On the review aggregator website Rotten Tomatoes, 86% of 7 critics' reviews are positive, with an average rating of 6.1/10.

AllMovie gave the film a mildly favorable review, calling it "too uneven to please a general audience" but "offers enough moments of interest for fans of horror films and offbeat cult items."

Fawn Krisenthia of Cult Reviews wrote:The movie gets a thumbs-up since quirky (Jeff) Lieberman directs. You know you are entering Lieberman’s world when the very movie title is spoken by his parrot. I imagine that Lieberman had a checklist for his 70s style movie, things that were popular at the time. For example, random car chase? Check. Discothèque? Check. Conspiracy theory? Check. Obligatory ‘This movie is based on true events’ disclaimer at the end of the film? Check.Budd Wilkins of Slant Magazine gave the film two and a half stars out of five and called it "an unjustly neglected genre classic that delivers a deft fusion of horror-movie tropes, social satire, and cult-film weirdness."
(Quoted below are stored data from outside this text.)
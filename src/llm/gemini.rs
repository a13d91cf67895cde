//! Gemini generateContent 生成后端（reqwest 直连 REST）
//!
//! - 默认端点：https://generativelanguage.googleapis.com/v1beta，可配置为自建代理
//! - 附图以 inlineData 内容块放在文本之前
//! - 支持 thinkingConfig.thinkingBudget（仅部分模型支持，由配置决定是否传入）

use std::time::{Duration, Instant};

use async_trait::async_trait;
use serde::{Deserialize, Serialize};
use tokio_util::sync::CancellationToken;

use crate::core::{ErrorKind, GenerationError};
use crate::llm::{Generation, GenerationRequest, Generator};

pub const DEFAULT_GEMINI_ENDPOINT: &str = "https://generativelanguage.googleapis.com/v1beta";

#[derive(Debug, Serialize)]
#[serde(rename_all = "camelCase")]
struct GenerateContentBody<'a> {
    contents: Vec<Content<'a>>,
    #[serde(skip_serializing_if = "Option::is_none")]
    generation_config: Option<GenerationConfig>,
}

#[derive(Debug, Serialize)]
struct Content<'a> {
    parts: Vec<Part<'a>>,
}

#[derive(Debug, Serialize)]
#[serde(untagged)]
enum Part<'a> {
    Text {
        text: &'a str,
    },
    #[serde(rename_all = "camelCase")]
    Inline { inline_data: InlineData<'a> },
}

#[derive(Debug, Serialize)]
#[serde(rename_all = "camelCase")]
struct InlineData<'a> {
    mime_type: &'a str,
    data: &'a str,
}

#[derive(Debug, Serialize)]
#[serde(rename_all = "camelCase")]
struct GenerationConfig {
    thinking_config: ThinkingConfig,
}

#[derive(Debug, Serialize)]
#[serde(rename_all = "camelCase")]
struct ThinkingConfig {
    thinking_budget: u32,
}

#[derive(Debug, Deserialize, Default)]
struct GenerateContentResponse {
    #[serde(default)]
    candidates: Vec<Candidate>,
}

#[derive(Debug, Deserialize)]
struct Candidate {
    content: Option<CandidateContent>,
}

#[derive(Debug, Deserialize)]
struct CandidateContent {
    #[serde(default)]
    parts: Vec<ResponsePart>,
}

#[derive(Debug, Deserialize)]
struct ResponsePart {
    text: Option<String>,
}

#[derive(Debug, Deserialize)]
struct ErrorEnvelope {
    error: ApiErrorBody,
}

#[derive(Debug, Deserialize)]
struct ApiErrorBody {
    #[serde(default)]
    message: String,
    #[serde(default)]
    status: String,
}

impl GenerateContentResponse {
    fn text(&self) -> String {
        self.candidates
            .first()
            .and_then(|c| c.content.as_ref())
            .map(|c| {
                c.parts
                    .iter()
                    .filter_map(|p| p.text.as_deref())
                    .collect::<String>()
            })
            .unwrap_or_default()
    }
}

/// 根据 HTTP 状态码与错误信息分类
pub(crate) fn classify_gemini_failure(status: u16, message: &str) -> ErrorKind {
    let lower = message.to_lowercase();
    if status == 401
        || status == 403
        || lower.contains("api key not valid")
        || lower.contains("api_key_invalid")
        || lower.contains("permission_denied")
        || lower.contains("permission denied")
    {
        ErrorKind::ApiKeyInvalid
    } else if status == 429 || lower.contains("quota exceeded") || lower.contains("resource_exhausted") {
        ErrorKind::QuotaExceeded
    } else {
        ErrorKind::ApiCommunication
    }
}

pub struct GeminiGenerator {
    http: reqwest::Client,
    endpoint: String,
    api_key: Option<String>,
}

impl GeminiGenerator {
    pub fn new(endpoint: Option<&str>, api_key: Option<&str>, request_timeout: Duration) -> Self {
        let http = reqwest::Client::builder()
            .timeout(request_timeout)
            .build()
            .unwrap_or_default();
        Self {
            http,
            endpoint: endpoint
                .map(str::trim)
                .filter(|e| !e.is_empty())
                .unwrap_or(DEFAULT_GEMINI_ENDPOINT)
                .trim_end_matches('/')
                .to_string(),
            api_key: api_key
                .map(str::trim)
                .filter(|k| !k.is_empty())
                .map(String::from),
        }
    }

    fn body<'a>(request: &GenerationRequest<'a>) -> GenerateContentBody<'a> {
        let mut parts = Vec::with_capacity(2);
        if let Some(image) = request.image {
            parts.push(Part::Inline {
                inline_data: InlineData {
                    mime_type: &image.mime_type,
                    data: &image.data,
                },
            });
        }
        parts.push(Part::Text {
            text: request.prompt,
        });
        GenerateContentBody {
            contents: vec![Content { parts }],
            generation_config: request.thinking_budget.map(|budget| GenerationConfig {
                thinking_config: ThinkingConfig {
                    thinking_budget: budget,
                },
            }),
        }
    }

    async fn send(
        &self,
        api_key: &str,
        request: &GenerationRequest<'_>,
    ) -> Result<String, (ErrorKind, String)> {
        let url = format!("{}/models/{}:generateContent", self.endpoint, request.model);
        let response = self
            .http
            .post(&url)
            .header("x-goog-api-key", api_key)
            .json(&Self::body(request))
            .send()
            .await
            .map_err(|e| (ErrorKind::ApiCommunication, format!("与AI通信时出错: {}", e)))?;

        let status = response.status();
        let raw = response
            .text()
            .await
            .map_err(|e| (ErrorKind::ApiCommunication, format!("读取响应失败: {}", e)))?;

        if !status.is_success() {
            let (message, api_status) = serde_json::from_str::<ErrorEnvelope>(&raw)
                .map(|env| (env.error.message, env.error.status))
                .unwrap_or_else(|_| (raw.clone(), String::new()));
            let kind = classify_gemini_failure(status.as_u16(), &format!("{} {}", message, api_status));
            return Err((kind, format!("与AI通信时出错 ({}): {}", status, message)));
        }

        serde_json::from_str::<GenerateContentResponse>(&raw)
            .map(|r| r.text())
            .map_err(|e| (ErrorKind::ApiCommunication, format!("无法解析响应: {}", e)))
    }
}

#[async_trait]
impl Generator for GeminiGenerator {
    async fn generate(
        &self,
        request: GenerationRequest<'_>,
        cancel: &CancellationToken,
    ) -> Result<Generation, GenerationError> {
        let started = Instant::now();
        let Some(api_key) = self.api_key.as_deref() else {
            return Err(GenerationError::new(
                ErrorKind::ApiKeyMissing,
                "Gemini API 密钥未配置。请在配置文件或 GEMINI_API_KEY 环境变量中提供。",
                started.elapsed(),
            ));
        };

        let result = tokio::select! {
            _ = cancel.cancelled() => return Err(GenerationError::cancelled()),
            r = self.send(api_key, &request) => r,
        };

        match result {
            Ok(text) => Ok(Generation {
                text,
                elapsed: started.elapsed(),
            }),
            Err((kind, message)) => {
                tracing::warn!(model = request.model, ?kind, "Gemini request failed: {}", message);
                Err(GenerationError::new(kind, message, started.elapsed()))
            }
        }
    }

    fn name(&self) -> &str {
        "gemini"
    }
}

#[cfg(test)]
mod tests {
    use super::*;
    use crate::llm::ImagePart;

    #[test]
    fn test_classify_gemini_failure() {
        assert_eq!(
            classify_gemini_failure(400, "API key not valid. Please pass a valid API key."),
            ErrorKind::ApiKeyInvalid
        );
        assert_eq!(classify_gemini_failure(403, ""), ErrorKind::ApiKeyInvalid);
        assert_eq!(
            classify_gemini_failure(429, "Quota exceeded for metric"),
            ErrorKind::QuotaExceeded
        );
        assert_eq!(classify_gemini_failure(500, "internal"), ErrorKind::ApiCommunication);
    }

    #[test]
    fn test_body_puts_image_before_text_and_sets_thinking() {
        let image = ImagePart::new("image/png", "AAAA");
        let request = GenerationRequest {
            prompt: "describe",
            model: "gemini-2.5-flash",
            image: Some(&image),
            thinking_budget: Some(24576),
        };
        let json = serde_json::to_value(GeminiGenerator::body(&request)).unwrap();
        let parts = &json["contents"][0]["parts"];
        assert_eq!(parts[0]["inlineData"]["mimeType"], "image/png");
        assert_eq!(parts[1]["text"], "describe");
        assert_eq!(
            json["generationConfig"]["thinkingConfig"]["thinkingBudget"],
            24576
        );
    }

    #[test]
    fn test_response_text_joins_parts() {
        let raw = r#"{"candidates":[{"content":{"parts":[{"text":"Hello, "},{"text":"world"}]}}]}"#;
        let parsed: GenerateContentResponse = serde_json::from_str(raw).unwrap();
        assert_eq!(parsed.text(), "Hello, world");
    }

    #[tokio::test]
    async fn test_missing_key_short_circuits() {
        let gen = GeminiGenerator::new(None, None, Duration::from_secs(1));
        let request = GenerationRequest {
            prompt: "hi",
            model: "gemini-2.5-pro",
            image: None,
            thinking_budget: None,
        };
        let err = gen
            .generate(request, &CancellationToken::new())
            .await
            .unwrap_err();
        assert_eq!(err.kind, ErrorKind::ApiKeyMissing);
    }
}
In the Village Voice, Simon Abrams wrote:Shot at the end of 1976 and into early 1977, the influential film gradually amassed an eclectic but hardcore following over the years. Its champions include Gremlins filmmaker Joe Dante and even the late critic Andrew Sarris, who praised “Lieberman’s directional talent” and the film’s “intriguing premise” when Blue Sunshine screened on TV in 1982.

Film critic Matt Johns has written that while he overall liked the film, the ending lacked resolution. Using his popcorn bag system, he awarded the film five out of five bags.

===Home media===
Synapse Entertainment released a special edition two-disc DVD of the film in 2003. In 2011, New Video issued a DVD release as well.

In 2022, German distributor Camera Obscura released a limited edition special mediabook edition of the film including both 4K Ultra HD and Blu-ray formats with two different cover art options. Synapse Films released the film in a special edition 4K Ultra HD through their website in June 2024.